A few years ago I wrote a blog entry about subtitling and a little text-processing tool I wrote for preparing text so that it could be imported into DVD Studio Pro.  I wrote it because often someone doing translation for you is not putting timecode start and end times in, not to mention chopping things up into lines short enough to fit on the screen.  My program simply made up some rough timecodes based on the time offset at which you'd like subtitles to start and a constant duration for each subtitle, then inserted them before each line in the STL format.

This week I ran into a problem with that.  I was dealing with the Spanish translation from English that I was given for a project I'm subtitling, and my Perl script was having trouble properly outputting special characters like tildas and accents.  This has to do with something called Unicode, a system for representing all forms of human writing in existence, (and even some non-human, like Klingon). I had heard about Unicode but never had to pay much attention to. In fact, most English speakers never have to worry much about it, another way in which the hegemony of the U.S. and England is still in effect, because the system was designed so that "regular" english text looks just the same and requires no changes or bother.

But it took me several hours to figure out how to read the unicode in my translation translation and then properly process the text and print it out again in the unicode encoding that DVD Studio Pro likes, which is called UTF-16. (Thank you to Perl Monks and Creative COW and all the other online resources I consulted during my resarch into this!)

So for those of you who are also intrepid multilingual filmmakers or dvd authors, here is code for my modified Perl script:

#!/usr/bin/perl -w -CS
# this takes a text file and puts time codes in front of each line in the STL format for subtitling
use Encode qw(encode decode);
$input = shift @ARGV;   
binmode(STDOUT, ":encoding(utf-16)");
$time = 0;
$offset = 18; # time code to start.
$length = 5; # seconds each subtitle will last.
$max_chars = 58;
print '$FontSize = 18' . "\n";
open(FILE, '<:encoding(utf8)', $input) || die "couldnt open $input: $!";
while() {
if(/^(\S.+)$/) {
$text = $1;
# split the text up into 2 lines if it's too long. the top should be the shorter.
$revwords = join(" ", reverse split(" ", $text));
$revwords =~ s/.{1,$max_chars}\s/$&\|/sg;
$text = join(" ", reverse split(" ", $revwords));
$text =~ s/^\|//;    # get rid of extra pipe at beginning.
if($time == 0) { $start = $offset } else {$start = $time};
$time = $start + $length;
$start_seconds = $start % 60;
$start_minutes = int($start/60);
$end_seconds = $time % 60;
$end_minutes = int($time/60);
print sprintf ("00:%02d:%02d:01,\t00:%02d:%02d:00,\t$text\n", $start_minutes, $start_seconds, $end_minutes, $end_seconds);
} else { print; }
close FILE;

Of course this little program isn't the end of the process.

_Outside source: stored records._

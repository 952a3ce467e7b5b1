//! TubeMirror Ingestion Pipeline
//!
//! Mirrors third-party video metadata (titles, thumbnails, view counts,
//! upload times) from an external video-hosting API into the local
//! PostgreSQL store. The pipeline operates under a hard shared daily
//! quota budget, pages through per-channel result sets, survives
//! partial failures and quota exhaustion mid-run, and degrades through
//! an ordered list of fallback strategies.

pub mod api;
pub mod browse;
pub mod channels;
pub mod fallback;
pub mod fetcher;
pub mod normalizer;
pub mod pipeline;
pub mod quota;
pub mod repository;
pub mod writer;
pub mod youtube;

// Re-export main types
pub use browse::{BrowseResult, VideoBrowser, SAMPLE_TIER};
pub use channels::ChannelSelector;
pub use fallback::{
    AttemptRecord, DirectStrategy, FallbackChain, FallbackOutcome, IngestOrchestrator,
    OrchestratedReport, RemoteStrategy, Strategy,
};
pub use fetcher::{ChannelPager, PaginatedFetcher, VideoPage};
pub use normalizer::{normalize, VideoRecord, VideoSummary};
pub use pipeline::{
    ApiKeys, ChannelOutcome, ChannelSyncStatus, IngestPipeline, IngestReport, IngestRequest,
};
pub use quota::{QuotaPriority, QuotaStatus, QuotaTracker, API_NAME, UNITS_PER_CALL};
pub use repository::{
    ChannelRef, ChannelRepository, PostgresRepository, QuotaRepository, UpsertOutcome,
    VideoRepository,
};
pub use writer::{BatchUpsertWriter, WriteSummary};
pub use youtube::{ChannelMetadata, PlaylistPage, VideoApi, YouTubeClient};

/// Common error type for the ingestion pipeline
#[derive(Debug, thiserror::Error)]
pub enum IngestionError {
    #[error("HTTP request failed: {0}")]
    Http(#[from] reqwest::Error),

    #[error("Serialization error: {0}")]
    Serialization(#[from] serde_json::Error),

    /// Authoritative stop signal: aborts the remaining source queue.
    #[error("API quota exhausted (resets at {reset_at:?})")]
    QuotaExhausted {
        reset_at: Option<chrono::DateTime<chrono::Utc>>,
    },

    #[error("Channel resolution failed: {0}")]
    ChannelResolution(String),

    #[error("Page fetch failed: {0}")]
    PageFetch(String),

    #[error("API error: {0}")]
    Api(String),

    #[error("Database error: {0}")]
    Database(String),

    #[error("Configuration error: {0}")]
    Config(String),

    #[error("All ingestion strategies failed: {0}")]
    AllStrategiesFailed(String),
}

impl IngestionError {
    /// Whether this error must stop the whole run rather than just the
    /// current source.
    pub fn is_quota_exhausted(&self) -> bool {
        matches!(self, IngestionError::QuotaExhausted { .. })
    }
}

pub type Result<T> = std::result::Result<T, IngestionError>;
pub type Error = IngestionError;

Once importing the resulting STL file, you still have adjust line lengths and subtitle positions and durations within DVDSP. But at least this gives a starting point.
It was very annoying for a time but I'm very happy to have figured this out eventually, and it gives me a warm happy feeling to not only have figured out something arcane and geeky but also (getting philosophic for a moment) to have done my part to understand something that furthers, in some small way, the understanding between peoples. yay.